------ MATERIAL FOR THIS TASK

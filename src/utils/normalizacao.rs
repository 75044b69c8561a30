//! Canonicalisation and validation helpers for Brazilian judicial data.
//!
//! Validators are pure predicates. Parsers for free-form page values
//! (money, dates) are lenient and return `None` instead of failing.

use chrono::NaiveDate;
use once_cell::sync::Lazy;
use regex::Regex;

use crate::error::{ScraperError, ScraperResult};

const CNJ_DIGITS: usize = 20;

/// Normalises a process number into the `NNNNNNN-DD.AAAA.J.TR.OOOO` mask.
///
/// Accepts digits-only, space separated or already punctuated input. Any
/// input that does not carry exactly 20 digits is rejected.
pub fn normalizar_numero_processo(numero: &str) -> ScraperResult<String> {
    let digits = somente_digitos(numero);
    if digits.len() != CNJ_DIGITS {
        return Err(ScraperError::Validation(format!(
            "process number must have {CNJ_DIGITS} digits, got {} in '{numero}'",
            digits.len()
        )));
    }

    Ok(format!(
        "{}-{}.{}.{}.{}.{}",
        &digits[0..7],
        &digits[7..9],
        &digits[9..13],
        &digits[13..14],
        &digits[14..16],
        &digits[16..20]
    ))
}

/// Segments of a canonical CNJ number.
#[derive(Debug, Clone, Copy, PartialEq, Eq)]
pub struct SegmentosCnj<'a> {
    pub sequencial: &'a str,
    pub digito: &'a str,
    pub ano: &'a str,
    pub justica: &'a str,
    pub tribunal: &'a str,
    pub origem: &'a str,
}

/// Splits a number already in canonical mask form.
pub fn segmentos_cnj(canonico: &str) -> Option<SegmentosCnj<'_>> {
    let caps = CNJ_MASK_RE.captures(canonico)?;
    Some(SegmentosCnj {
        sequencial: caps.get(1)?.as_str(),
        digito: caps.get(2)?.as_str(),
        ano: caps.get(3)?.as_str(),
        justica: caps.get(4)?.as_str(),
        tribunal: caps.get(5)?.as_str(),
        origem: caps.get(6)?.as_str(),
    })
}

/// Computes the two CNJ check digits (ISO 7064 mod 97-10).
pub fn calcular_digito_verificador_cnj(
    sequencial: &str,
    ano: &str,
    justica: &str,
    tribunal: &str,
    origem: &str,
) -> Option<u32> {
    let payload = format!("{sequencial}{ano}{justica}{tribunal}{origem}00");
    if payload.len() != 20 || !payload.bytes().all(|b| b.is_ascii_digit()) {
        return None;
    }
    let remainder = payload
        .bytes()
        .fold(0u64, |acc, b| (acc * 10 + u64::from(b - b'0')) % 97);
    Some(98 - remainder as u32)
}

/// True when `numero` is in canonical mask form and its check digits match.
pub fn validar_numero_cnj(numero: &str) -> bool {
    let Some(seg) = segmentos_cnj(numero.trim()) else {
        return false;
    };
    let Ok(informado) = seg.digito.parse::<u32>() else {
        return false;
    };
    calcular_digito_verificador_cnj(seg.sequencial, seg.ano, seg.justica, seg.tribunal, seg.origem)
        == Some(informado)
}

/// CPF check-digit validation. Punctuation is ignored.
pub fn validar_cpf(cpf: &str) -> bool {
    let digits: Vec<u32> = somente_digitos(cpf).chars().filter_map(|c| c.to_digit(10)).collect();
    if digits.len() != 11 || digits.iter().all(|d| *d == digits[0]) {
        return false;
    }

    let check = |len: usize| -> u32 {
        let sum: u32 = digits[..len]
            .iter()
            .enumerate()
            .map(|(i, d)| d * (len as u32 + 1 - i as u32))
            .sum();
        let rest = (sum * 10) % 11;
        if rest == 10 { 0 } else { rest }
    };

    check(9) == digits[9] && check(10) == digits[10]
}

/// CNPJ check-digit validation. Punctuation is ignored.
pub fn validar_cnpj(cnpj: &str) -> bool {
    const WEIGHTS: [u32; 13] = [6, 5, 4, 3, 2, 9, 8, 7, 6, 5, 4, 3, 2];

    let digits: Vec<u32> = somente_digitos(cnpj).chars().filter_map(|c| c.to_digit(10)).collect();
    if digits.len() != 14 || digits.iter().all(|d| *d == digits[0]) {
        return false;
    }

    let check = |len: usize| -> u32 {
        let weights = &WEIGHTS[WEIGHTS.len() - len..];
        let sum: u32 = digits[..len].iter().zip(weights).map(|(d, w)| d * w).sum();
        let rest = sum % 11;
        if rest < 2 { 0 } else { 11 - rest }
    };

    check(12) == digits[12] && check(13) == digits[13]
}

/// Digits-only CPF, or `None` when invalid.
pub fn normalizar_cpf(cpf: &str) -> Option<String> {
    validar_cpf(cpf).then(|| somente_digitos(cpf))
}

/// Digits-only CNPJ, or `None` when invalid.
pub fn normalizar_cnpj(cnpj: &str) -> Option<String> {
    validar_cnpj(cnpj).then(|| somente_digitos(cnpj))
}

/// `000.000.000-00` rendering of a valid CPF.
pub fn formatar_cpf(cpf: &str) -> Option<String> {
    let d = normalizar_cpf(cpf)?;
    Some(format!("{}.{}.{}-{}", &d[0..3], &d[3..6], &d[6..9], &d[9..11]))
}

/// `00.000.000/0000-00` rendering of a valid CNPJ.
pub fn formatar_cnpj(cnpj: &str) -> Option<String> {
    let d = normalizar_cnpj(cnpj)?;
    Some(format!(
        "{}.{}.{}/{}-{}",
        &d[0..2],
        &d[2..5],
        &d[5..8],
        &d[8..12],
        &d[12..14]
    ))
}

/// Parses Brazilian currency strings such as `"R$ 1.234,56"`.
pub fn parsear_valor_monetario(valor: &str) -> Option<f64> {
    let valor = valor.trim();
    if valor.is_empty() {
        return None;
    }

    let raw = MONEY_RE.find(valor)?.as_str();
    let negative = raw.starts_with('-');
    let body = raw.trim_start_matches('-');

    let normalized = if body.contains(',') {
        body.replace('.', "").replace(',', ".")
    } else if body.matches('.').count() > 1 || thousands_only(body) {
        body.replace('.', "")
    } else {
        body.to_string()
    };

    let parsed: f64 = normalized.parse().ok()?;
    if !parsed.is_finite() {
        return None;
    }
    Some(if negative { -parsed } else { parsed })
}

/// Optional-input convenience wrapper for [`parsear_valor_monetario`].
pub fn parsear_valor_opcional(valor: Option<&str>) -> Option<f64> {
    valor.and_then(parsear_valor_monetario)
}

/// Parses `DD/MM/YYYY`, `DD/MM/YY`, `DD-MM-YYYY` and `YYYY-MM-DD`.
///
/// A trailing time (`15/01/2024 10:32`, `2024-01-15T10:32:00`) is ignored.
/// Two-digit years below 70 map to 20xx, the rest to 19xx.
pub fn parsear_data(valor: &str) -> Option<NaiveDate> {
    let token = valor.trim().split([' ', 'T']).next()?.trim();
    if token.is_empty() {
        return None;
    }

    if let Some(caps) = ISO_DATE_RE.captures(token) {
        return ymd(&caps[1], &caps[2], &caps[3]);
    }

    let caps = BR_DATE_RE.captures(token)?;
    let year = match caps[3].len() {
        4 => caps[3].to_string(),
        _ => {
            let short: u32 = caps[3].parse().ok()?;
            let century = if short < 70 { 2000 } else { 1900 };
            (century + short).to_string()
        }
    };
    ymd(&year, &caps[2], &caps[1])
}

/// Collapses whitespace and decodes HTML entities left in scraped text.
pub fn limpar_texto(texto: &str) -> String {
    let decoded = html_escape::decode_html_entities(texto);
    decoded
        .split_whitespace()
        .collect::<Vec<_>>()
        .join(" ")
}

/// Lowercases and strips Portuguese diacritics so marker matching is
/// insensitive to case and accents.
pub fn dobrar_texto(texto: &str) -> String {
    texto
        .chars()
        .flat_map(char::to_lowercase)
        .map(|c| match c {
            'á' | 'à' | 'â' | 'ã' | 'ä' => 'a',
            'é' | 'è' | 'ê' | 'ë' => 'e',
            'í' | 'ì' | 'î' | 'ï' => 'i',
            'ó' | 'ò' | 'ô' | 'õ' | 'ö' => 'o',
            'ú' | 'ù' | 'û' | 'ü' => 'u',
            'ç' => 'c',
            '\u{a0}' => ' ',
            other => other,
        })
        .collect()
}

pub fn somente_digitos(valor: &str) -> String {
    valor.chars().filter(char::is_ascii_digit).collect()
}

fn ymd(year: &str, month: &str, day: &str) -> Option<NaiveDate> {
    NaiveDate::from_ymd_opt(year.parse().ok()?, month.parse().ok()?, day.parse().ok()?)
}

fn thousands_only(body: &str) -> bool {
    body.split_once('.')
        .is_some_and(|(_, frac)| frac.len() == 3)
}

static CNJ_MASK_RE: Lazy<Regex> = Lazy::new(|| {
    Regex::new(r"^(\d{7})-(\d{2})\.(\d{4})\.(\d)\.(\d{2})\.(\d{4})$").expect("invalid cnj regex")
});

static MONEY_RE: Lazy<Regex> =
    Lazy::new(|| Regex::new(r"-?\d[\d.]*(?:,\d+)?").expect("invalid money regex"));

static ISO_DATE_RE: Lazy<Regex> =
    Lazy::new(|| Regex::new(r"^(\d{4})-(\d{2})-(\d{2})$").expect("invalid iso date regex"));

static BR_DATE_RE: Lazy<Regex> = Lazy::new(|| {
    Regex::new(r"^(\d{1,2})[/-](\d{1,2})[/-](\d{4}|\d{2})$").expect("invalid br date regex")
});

------------
------ MATERIAL FOR THIS TASK

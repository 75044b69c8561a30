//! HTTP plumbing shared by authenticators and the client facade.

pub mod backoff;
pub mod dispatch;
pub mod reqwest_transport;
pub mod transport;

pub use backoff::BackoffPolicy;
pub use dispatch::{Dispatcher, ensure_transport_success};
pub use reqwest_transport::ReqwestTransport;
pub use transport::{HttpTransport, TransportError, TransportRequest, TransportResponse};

------------
------ MATERIAL FOR THIS TASK

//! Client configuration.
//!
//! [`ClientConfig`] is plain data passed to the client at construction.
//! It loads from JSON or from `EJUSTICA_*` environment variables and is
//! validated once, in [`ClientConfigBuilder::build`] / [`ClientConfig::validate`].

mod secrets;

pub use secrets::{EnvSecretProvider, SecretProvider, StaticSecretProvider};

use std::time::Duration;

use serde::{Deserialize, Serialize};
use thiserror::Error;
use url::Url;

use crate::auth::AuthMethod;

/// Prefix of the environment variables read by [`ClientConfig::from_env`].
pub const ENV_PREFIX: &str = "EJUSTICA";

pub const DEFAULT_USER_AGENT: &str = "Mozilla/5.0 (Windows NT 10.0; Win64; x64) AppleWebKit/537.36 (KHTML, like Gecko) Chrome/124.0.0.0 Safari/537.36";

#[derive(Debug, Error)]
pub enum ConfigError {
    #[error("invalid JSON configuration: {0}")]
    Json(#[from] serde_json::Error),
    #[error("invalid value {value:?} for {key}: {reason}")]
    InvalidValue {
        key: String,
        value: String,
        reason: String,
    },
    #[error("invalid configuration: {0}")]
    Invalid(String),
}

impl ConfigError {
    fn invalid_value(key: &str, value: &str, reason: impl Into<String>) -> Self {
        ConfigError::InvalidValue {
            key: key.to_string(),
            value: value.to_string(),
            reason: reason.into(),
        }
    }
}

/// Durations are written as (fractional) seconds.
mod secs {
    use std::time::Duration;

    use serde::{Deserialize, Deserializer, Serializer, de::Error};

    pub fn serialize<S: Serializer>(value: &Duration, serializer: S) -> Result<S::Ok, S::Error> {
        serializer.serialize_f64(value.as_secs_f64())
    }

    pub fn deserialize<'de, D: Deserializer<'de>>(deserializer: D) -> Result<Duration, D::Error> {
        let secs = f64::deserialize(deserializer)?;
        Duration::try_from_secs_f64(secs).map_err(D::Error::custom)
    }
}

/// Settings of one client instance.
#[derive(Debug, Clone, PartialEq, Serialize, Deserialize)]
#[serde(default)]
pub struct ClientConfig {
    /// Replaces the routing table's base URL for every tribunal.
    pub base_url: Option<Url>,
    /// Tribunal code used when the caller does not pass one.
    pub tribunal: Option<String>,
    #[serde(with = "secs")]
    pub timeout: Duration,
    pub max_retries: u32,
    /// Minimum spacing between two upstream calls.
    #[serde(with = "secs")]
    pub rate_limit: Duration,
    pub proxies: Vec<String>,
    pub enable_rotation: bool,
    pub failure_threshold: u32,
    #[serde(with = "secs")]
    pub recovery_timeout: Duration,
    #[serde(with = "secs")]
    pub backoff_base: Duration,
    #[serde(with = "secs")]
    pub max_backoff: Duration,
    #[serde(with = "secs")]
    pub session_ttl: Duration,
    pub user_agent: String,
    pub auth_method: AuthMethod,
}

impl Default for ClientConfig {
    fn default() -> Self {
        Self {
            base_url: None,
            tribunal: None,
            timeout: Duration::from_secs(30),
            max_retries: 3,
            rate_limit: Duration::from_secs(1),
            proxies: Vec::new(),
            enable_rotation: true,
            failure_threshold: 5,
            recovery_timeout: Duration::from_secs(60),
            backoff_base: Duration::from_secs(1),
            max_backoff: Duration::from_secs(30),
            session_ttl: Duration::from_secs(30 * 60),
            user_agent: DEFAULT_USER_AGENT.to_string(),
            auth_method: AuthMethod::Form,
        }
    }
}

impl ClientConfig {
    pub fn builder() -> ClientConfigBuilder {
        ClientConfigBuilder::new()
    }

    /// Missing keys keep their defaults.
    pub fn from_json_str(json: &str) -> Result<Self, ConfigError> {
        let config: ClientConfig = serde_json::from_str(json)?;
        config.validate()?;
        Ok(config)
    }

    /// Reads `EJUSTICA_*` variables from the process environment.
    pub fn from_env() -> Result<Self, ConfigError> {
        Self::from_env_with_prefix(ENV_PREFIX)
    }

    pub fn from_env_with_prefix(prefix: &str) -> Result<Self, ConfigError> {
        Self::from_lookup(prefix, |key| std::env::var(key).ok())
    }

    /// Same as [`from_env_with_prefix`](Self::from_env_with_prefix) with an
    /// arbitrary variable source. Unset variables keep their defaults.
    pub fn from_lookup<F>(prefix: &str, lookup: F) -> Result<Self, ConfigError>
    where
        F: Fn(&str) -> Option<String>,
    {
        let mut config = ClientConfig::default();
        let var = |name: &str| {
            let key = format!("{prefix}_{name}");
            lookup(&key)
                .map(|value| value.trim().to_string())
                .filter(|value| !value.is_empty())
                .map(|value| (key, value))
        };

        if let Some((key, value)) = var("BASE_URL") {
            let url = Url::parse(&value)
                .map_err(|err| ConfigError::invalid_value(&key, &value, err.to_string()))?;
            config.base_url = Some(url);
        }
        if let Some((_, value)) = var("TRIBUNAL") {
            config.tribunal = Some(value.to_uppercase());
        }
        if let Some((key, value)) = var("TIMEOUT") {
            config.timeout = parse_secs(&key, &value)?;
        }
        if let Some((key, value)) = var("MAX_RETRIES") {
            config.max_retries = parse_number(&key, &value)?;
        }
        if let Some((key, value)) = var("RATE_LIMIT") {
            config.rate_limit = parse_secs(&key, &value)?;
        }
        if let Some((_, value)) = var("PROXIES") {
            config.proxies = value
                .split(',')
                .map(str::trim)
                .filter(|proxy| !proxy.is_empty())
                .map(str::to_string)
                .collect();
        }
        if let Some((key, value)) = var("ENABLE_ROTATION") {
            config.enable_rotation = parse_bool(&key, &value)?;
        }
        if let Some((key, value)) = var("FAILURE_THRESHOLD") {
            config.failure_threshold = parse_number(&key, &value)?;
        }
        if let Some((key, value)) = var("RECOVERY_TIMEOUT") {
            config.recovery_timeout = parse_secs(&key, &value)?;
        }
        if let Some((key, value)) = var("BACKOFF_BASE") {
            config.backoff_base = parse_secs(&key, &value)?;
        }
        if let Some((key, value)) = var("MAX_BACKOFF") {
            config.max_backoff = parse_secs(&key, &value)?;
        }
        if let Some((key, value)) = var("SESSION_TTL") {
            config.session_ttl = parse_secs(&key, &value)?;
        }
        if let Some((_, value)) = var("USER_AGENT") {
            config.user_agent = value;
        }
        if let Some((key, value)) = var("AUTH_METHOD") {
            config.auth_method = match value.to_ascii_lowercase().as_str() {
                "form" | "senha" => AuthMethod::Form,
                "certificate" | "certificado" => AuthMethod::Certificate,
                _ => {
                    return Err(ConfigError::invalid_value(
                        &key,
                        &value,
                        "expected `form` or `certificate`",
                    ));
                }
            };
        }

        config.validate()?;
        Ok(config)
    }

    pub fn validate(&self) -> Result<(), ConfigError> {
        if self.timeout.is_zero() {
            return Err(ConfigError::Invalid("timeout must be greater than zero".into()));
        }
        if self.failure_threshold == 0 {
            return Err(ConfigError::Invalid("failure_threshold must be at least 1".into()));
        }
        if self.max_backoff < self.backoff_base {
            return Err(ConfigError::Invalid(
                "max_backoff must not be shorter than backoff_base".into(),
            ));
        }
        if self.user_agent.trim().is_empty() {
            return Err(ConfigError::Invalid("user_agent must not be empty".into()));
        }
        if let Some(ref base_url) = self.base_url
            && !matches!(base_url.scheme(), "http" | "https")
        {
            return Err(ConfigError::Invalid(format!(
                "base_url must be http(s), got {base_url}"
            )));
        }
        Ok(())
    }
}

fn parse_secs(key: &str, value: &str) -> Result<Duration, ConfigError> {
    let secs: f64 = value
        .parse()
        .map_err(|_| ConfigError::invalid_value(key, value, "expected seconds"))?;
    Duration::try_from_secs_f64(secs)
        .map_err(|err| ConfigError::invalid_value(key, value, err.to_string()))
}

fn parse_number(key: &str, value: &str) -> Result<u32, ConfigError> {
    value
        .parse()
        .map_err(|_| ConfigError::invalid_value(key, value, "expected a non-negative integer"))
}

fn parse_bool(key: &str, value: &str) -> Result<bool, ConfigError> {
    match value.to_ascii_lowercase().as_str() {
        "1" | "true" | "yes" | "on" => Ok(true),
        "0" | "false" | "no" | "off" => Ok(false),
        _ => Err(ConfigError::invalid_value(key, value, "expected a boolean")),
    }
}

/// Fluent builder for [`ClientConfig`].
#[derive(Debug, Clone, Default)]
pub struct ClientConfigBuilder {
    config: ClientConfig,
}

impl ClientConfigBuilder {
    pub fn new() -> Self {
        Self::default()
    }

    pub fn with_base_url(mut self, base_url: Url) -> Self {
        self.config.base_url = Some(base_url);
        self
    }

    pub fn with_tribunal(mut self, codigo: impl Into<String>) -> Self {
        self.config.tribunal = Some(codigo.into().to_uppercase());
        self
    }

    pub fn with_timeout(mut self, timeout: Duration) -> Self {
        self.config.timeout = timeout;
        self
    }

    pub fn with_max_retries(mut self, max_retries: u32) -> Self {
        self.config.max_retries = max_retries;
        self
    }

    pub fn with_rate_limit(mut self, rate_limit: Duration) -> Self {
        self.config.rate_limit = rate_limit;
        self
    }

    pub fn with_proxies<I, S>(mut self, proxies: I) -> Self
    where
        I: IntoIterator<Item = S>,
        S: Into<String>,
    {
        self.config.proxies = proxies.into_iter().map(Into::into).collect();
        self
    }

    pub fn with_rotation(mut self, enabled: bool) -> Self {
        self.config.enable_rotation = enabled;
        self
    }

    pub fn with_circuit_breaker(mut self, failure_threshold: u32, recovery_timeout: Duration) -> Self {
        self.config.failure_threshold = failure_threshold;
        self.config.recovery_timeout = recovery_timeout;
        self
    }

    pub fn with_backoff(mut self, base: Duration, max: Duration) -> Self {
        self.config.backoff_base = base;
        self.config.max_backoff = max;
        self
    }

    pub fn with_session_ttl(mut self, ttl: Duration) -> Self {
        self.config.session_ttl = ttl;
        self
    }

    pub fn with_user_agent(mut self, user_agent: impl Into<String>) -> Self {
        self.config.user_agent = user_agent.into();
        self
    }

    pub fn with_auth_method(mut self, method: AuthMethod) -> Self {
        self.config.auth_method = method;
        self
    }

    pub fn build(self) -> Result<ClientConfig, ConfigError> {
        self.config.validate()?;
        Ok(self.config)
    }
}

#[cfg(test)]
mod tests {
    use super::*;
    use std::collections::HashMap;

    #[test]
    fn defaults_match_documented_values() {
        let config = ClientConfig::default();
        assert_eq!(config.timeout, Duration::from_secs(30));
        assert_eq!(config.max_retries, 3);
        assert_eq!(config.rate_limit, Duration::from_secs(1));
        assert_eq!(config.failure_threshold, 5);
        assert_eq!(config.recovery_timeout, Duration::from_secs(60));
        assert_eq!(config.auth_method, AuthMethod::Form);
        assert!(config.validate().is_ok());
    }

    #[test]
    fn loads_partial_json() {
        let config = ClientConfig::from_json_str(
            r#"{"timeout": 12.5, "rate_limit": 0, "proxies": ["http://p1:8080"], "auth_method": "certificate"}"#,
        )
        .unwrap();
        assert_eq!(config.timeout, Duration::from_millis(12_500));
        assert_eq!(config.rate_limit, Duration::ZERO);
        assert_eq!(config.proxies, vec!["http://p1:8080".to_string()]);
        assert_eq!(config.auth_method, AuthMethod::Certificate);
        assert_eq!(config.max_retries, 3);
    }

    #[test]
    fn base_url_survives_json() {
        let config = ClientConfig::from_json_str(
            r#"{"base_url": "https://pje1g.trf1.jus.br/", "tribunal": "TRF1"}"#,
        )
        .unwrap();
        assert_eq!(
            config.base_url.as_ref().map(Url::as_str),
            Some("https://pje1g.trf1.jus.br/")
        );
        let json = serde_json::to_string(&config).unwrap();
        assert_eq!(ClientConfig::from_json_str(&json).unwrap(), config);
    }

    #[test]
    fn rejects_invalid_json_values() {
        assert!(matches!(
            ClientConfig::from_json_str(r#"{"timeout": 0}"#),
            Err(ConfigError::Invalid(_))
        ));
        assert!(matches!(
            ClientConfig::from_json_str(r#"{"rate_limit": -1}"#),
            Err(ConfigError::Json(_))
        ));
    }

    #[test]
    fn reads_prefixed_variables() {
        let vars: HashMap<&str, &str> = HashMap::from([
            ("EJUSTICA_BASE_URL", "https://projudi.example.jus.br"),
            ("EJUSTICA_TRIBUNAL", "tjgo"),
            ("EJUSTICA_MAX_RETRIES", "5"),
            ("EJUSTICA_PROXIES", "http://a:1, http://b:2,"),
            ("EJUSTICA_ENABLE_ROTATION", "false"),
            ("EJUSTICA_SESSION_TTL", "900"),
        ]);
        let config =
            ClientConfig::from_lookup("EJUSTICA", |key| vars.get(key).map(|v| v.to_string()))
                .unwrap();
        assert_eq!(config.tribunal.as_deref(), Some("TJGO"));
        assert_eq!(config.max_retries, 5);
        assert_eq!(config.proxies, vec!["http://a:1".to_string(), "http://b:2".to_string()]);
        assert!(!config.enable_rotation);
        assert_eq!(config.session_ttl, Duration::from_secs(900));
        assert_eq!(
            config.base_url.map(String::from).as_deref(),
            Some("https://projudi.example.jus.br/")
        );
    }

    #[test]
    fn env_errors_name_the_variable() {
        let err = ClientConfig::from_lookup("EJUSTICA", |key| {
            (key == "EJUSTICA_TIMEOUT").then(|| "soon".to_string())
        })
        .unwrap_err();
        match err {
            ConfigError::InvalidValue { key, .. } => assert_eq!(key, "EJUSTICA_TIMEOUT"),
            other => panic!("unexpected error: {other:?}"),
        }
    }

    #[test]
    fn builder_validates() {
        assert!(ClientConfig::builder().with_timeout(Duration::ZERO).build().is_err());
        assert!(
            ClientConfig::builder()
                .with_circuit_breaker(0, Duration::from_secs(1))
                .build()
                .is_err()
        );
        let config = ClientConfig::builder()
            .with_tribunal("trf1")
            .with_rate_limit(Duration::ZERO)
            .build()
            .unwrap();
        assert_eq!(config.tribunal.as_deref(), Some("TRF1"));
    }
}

------------

■ **WHAT TO DO**
Copy out, from the material above, each line where the word "ignored" is present.

■ **EXERCISE RESPONSE**
/// CPF check-digit validation. Punctuation is ignored.
/// CNPJ check-digit validation. Punctuation is ignored.
/// A trailing time (`15/01/2024 10:32`, `2024-01-15T10:32:00`) is ignored.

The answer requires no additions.